If you rebase a long-lived feature branch repeatedly, you keep resolving the same conflicts in the same way. git rerere ("reuse recorded resolution") records the resolution the first time and replays it next time:

git config --global rerere.enabled true

Once enabled, every conflict you resolve is recorded; the next time the same conflict appears, Git silently applies your previous resolution and you only need to confirm. Doc: git-rerere(1).

Common issues

I committed the conflict markers and pushed. Check with grep -rn '<<<<<<< HEAD' src/ (or your project's source dir). If you find any, the conflict was never resolved. Make a fix-up commit that removes the markers and uses the correct content; don't try to amend if anyone has pulled the broken commit.

git merge --abort says "There is no merge in progress". You ran it after the merge was already committed. Use git reset --hard HEAD~1 to undo the merge commit (only safe if you haven't pushed). For pushed merges, git revert -m 1 <merge-commit> is the right tool — see how to revert a commit in Git.
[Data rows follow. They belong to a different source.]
impl<'a> Renderer<'a> {
    pub fn new(store: &'a MappingStore, config: &'a RunConfig) -> Self {
        Self { store, config }
    }

    /// Apply the refusal rules, then assemble the document.
    pub fn render(&self, record: &MergedRecord) -> RenderOutcome {
        let photo = &record.photo;
        let reject = |reason: RejectReason| {
            tracing::warn!(photo_number = %photo.photo_number, reason = %reason, "record refused");
            RenderOutcome::Rejected(Rejection {
                photo_number: photo.photo_number.clone(),
                institution: photo.institution,
                reason,
            })
        };

        let Some(photographer) = non_blank(&photo.photographer) else {
            return reject(RejectReason::MissingPhotographer);
        };
        let Some(description) = non_blank(&photo.description) else {
            return reject(RejectReason::MissingDescription);
        };

        // Required-mapped categories: every observed value must have a
        // curated resolution.
        for category in FieldCategory::ALL {
            if !category.requires_full_mapping() {
                continue;
            }
            for value in category_values(photo, category) {
                let mapped = self
                    .store
                    .get(category, &value)
                    .map(|e| e.status == MappingStatus::Mapped)
                    .unwrap_or(false);
                if !mapped {
                    return reject(RejectReason::UnmappedRequiredField {
                        category,
                        raw_value: value,
                    });
                }
            }
        }

        let mut notes = Vec::new();

        let date_valid = photo
            .photo_date
            .as_deref()
            .map(photo_date_is_valid)
            .unwrap_or(true);
        if let Some(date) = photo.photo_date.as_deref() {
            if !date_valid {
                notes.push(RenderNote::BadDateShape(date.to_string()));
            }
        }

        let mut fields: Vec<(String, String)> = Vec::new();
        let mut push_field = |key: &str, text: String| {
            if !text.is_empty() {
                fields.push((key.to_string(), text));
            }
        };

        push_field("photographer", self.photographer_text(photographer));
        let short_info = self.short_info(photo, description);
        push_field("title", short_info.clone());
        push_field("description", self.localized_descriptions(photo, description));
        push_field("depicted people", self.depicted_people(photo));
        push_field("depicted place", self.depicted_place(photo).unwrap_or_default());
        push_field(
            "date",
            photo
                .photo_date
                .clone()
                .unwrap_or_else(|| "{{unknown|date}}".to_string()),
        );
        push_field("institution", self.institution_text(photo.institution));
        push_field("references", references_text(&photo.references));
        if !photo.accession_number.trim().is_empty() {
            push_field(
                "accession number",
                links::institution_link(
                    photo.institution,
                    &photo.accession_number,
                    &photo.photo_number,
                ),
            );
        }
        push_field("source", links::source_link(photo.institution));
        push_field("notes", self.notes_text(record, &mut notes));

        let categories = self.categories(photo, date_valid);
        let filename = format!(
            "{} - {} - {}.{}",
            short_info, self.config.collection, photo.photo_number, self.config.file_extension
        );

        RenderOutcome::Published(Box::new(RenderedDocument {
            photo_number: photo.photo_number.clone(),
            institution: photo.institution,
            filename,
            fields,
            categories,
            notes,
        }))
    }

    fn resolved_id(&self, category: FieldCategory, raw: &str) -> Option<&str> {
        self.store
            .resolution(category, raw)
            .and_then(|e| e.resolved_id.as_deref())
    }

    fn resolved_category(&self, category: FieldCategory, raw: &str) -> Option<&str> {
        self.store
            .resolution(category, raw)
            .and_then(|e| e.resolved_category.as_deref())
    }

    fn photographer_text(&self, photographer: &str) -> String {
        match self.resolved_id(FieldCategory::Photographer, photographer) {
            Some(id) => links::item_link(id),
            None => photographer.to_string(),
        }
    }

    fn institution_text(&self, institution: Institution) -> String {
        match self.resolved_id(FieldCategory::Institution, institution.code()) {
            Some(id) => links::item_link(id),
            None => institution.code().to_string(),
        }
    }

    /// Depicted place, first satisfied branch only:
    /// (a) city-level place resolved → city reference alone;
    /// (b) region resolved → raw place text, region reference;
    /// (c) otherwise → raw place text, raw region text, country
    ///     reference, comma separated.
    fn depicted_place(&self, photo: &PhotoRecord) -> Option<String> {
        let place_raw = non_blank(&photo.place);
        let region_raw = non_blank(&photo.region);
        let country_raw = non_blank(&photo.country);

        if let Some(id) = place_raw.and_then(|p| self.resolved_id(FieldCategory::Place, p)) {
            return Some(links::item_link(id));
        }
        if let Some(id) = region_raw.and_then(|r| self.resolved_id(FieldCategory::Region, r)) {
            let mut parts: Vec<String> = Vec::new();
            if let Some(place) = place_raw {
                parts.push(place.to_string());
            }
            parts.push(links::item_link(id));
            return Some(parts.join(", "));
        }
        let mut parts: Vec<String> = Vec::new();
        if let Some(place) = place_raw {
            parts.push(place.to_string());
        }
        if let Some(region) = region_raw {
            parts.push(region.to_string());
        }
        if let Some(country) = country_raw {
            parts.push(match self.resolved_id(FieldCategory::Country, country) {
                Some(id) => links::item_link(id),
                None => country.to_string(),
            });
        }
        if parts.is_empty() {
            None
        } else {
            Some(parts.join(", "))
        }
    }

    /// Display label: description followed by place and country raw
    /// text, period-and-space separated.
    fn short_info(&self, photo: &PhotoRecord, description: &str) -> String {
        let mut parts = vec![description.trim_end_matches([' ', ',', '.']).to_string()];
        if let Some(place) = non_blank(&photo.place) {
            parts.push(place.to_string());
        }
        if let Some(country) = non_blank(&photo.country) {
            parts.push(country.to_string());
        }
        parts.join(". ")
    }

    /// Two language blocks. The first composes the source-language
    /// description with ethnic group, place, region, the resolved
    /// country and the event display name; the second composes the
    /// alternate-language description with resolved ethnic-group and
    /// event references. Missing components are omitted.
    fn localized_descriptions(&self, photo: &PhotoRecord, description: &str) -> String {
        let mut sv_parts = vec![description.trim_end_matches([' ', ',', '.']).to_string()];
        let ethnic: Vec<&str> = photo
            .ethnic_group
            .iter()
            .chain(photo.ethnic_group_historical.iter())
            .map(|s| s.trim())
            .filter(|s| !s.is_empty())
            .collect();
        if !ethnic.is_empty() {
            sv_parts.push(ethnic.join(", "));
        }
        if let Some(place) = non_blank(&photo.place) {
            sv_parts.push(place.to_string());
        }
        if let Some(region) = non_blank(&photo.region) {
            sv_parts.push(region.to_string());
        }
        if let Some(country) = non_blank(&photo.country) {
            sv_parts.push(match self.resolved_id(FieldCategory::Country, country) {
                Some(id) => links::item_link(id),
                None => country.to_string(),
            });
        }
        if let Some(event) = non_blank(&photo.event) {
            sv_parts.push(
                self.resolved_category(FieldCategory::Event, event)
                    .unwrap_or(event)
                    .to_string(),
            );
        }
        let mut text = format!("{{{{sv|{}.}}}}", sv_parts.join(". "));

        let mut en_parts: Vec<String> = Vec::new();
        if let Some(english) = non_blank(&photo.english_description) {
            en_parts.push(english.trim_end_matches([' ', ',', '.']).to_string());
        }
        let ethnic_refs: Vec<String> = ethnic
            .iter()
            .filter_map(|e| self.resolved_id(FieldCategory::EthnicGroup, e))
            .map(links::item_link)
            .collect();
        if !ethnic_refs.is_empty() {
            en_parts.push(ethnic_refs.join(", "));
        }
        if let Some(event) = non_blank(&photo.event) {
            if let Some(id) = self.resolved_id(FieldCategory::Event, event) {
                en_parts.push(links::item_link(id));
            }
        }
        if !en_parts.is_empty() {
            text.push_str(&format!("\n{{{{en|{}.}}}}", en_parts.join(". ")));
        }
        text
    }

    fn depicted_people(&self, photo: &PhotoRecord) -> String {
        let people: Vec<String> = photo
            .depicted_persons
            .iter()
            .map(|s| s.trim())
            .filter(|s| !s.is_empty())
            .map(|person| match self.resolved_id(FieldCategory::Person, person) {
                Some(id) => id.to_string(),
                None => person.to_string(),
            })
            .collect();
        if people.is_empty() {
            String::new()
        } else {
            format!("{{{{depicted person|{}}}}}", people.join("|"))
        }
    }

    /// Archive card links and external same-as links. Cards under
    /// institutions without a link template and external ids with
    /// unknown prefixes are omitted and noted.
    fn notes_text(&self, record: &MergedRecord, notes: &mut Vec<RenderNote>) -> String {
        let mut card_links = Vec::new();
        let mut unsupported: Vec<Institution> = Vec::new();
        for card in &record.cards {
            match links::archive_card_link(card) {
                Some(link) => card_links.push(link),
                None => unsupported.push(card.institution),
            }
        }
        unsupported.dedup();
        for institution in unsupported {
            let count = record
                .cards
                .iter()
                .filter(|c| c.institution == institution)
                .count();
            notes.push(RenderNote::UnsupportedInstitutionCards { institution, count });
        }

        let mut external_links = Vec::new();
        for external_id in &record.photo.external_same_as {
            match links::external_link(external_id) {
                Some(link) => external_links.push(link),
                None => notes.push(RenderNote::UnknownExternalId(external_id.clone())),
            }
        }

        let mut text = String::new();
        if !card_links.is_empty() {
            text.push_str(&format!(
                "Related archive card(s): {}",
                card_links.join(", ")
            ));
        }
        if !external_links.is_empty() {
            if !text.is_empty() {
                text.push('\n');
            }
            text.push_str(&format!(
                "Id in other archives: {}",
                external_links.join(", ")
            ));
        }
        text
    }

    /// Category list in fixed priority order; resolved values only, at
    /// most one place-level category, duplicates removed.
    fn categories(&self, photo: &PhotoRecord, date_valid: bool) -> Vec<String> {
        let mut categories: Vec<String> = Vec::new();
        let mut push = |cat: String, categories: &mut Vec<String>| {
            if !cat.is_empty() && !categories.contains(&cat) {
                categories.push(cat);
            }
        };

        if let Some(event) = non_blank(&photo.event) {
            if let Some(cat) = self.resolved_category(FieldCategory::Event, event) {
                push(cat.to_string(), &mut categories);
            }
        }
        for (category, values) in [
            (FieldCategory::MotifKeyword, &photo.motif_keywords),
            (FieldCategory::SearchKeyword, &photo.search_keywords),
            (FieldCategory::Person, &photo.depicted_persons),
        ] {
            for value in values {
                if let Some(cat) = self.resolved_category(category, value) {
                    push(cat.to_string(), &mut categories);
                }
            }
        }

        // The first available of city/region/country, never more than
        // one of the three.
        let place_level = [
            (FieldCategory::Place, &photo.place),
            (FieldCategory::Region, &photo.region),
            (FieldCategory::Country, &photo.country),
        ]
        .into_iter()
        .find_map(|(category, value)| {
            non_blank(value).and_then(|v| self.resolved_category(category, v))
        });
        if let Some(cat) = place_level {
            push(cat.to_string(), &mut categories);
        }

        for value in photo
            .ethnic_group
            .iter()
            .chain(photo.ethnic_group_historical.iter())
        {
            if let Some(cat) = self.resolved_category(FieldCategory::EthnicGroup, value) {
                push(cat.to_string(), &mut categories);
            }
        }

        push(self.config.batch_category(), &mut categories);
        if !date_valid {
            push(self.config.bad_dates_category(), &mut categories);
        }
        categories
    }
}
--ours and --theirs did the opposite of what I expected. You're in git rebase, not git merge. During rebase, HEAD is the commit being replayed onto the new base, so --ours means "the commit being replayed" not "the branch you started on". When in doubt, run git status first — it shows the current operation explicitly.

Binary file conflict. Git can't merge binaries. Pick one side wholesale (git checkout --ours image.png && git add image.png) or restore from somewhere else and git add the file. Generated binaries like node_modules/.cache/*.png should be in .gitignore so they never conflict.

Same conflict over and over during rebase. Either turn on rerere (above) or stop rebasing — there's a structural problem. Either the feature branch has diverged too far from main and should merge instead of rebase, or two engineers are repeatedly editing the same lines and need to agree on a sequence.

Tips

  • git config --global merge.conflictStyle zdiff3 is the single highest-leverage one-liner for conflict UX. Set it on every machine you use Git from.
  • During a merge, git diff (no args) shows only conflicted hunks — use it as your "what's left" indicator alongside git status.
  • git ls-files -u lists every conflicted path with its three stages (1=ancestor, 2=ours, 3=theirs). Useful in scripts or hooks.
  • For preventing painful conflicts, see how to handle merge vs rebase for integrating changes and the related entry on feature branch workflow.
  • IDE integrations: VS Code merge editor docs and JetBrains merge tool docs cover the platform-specific UI.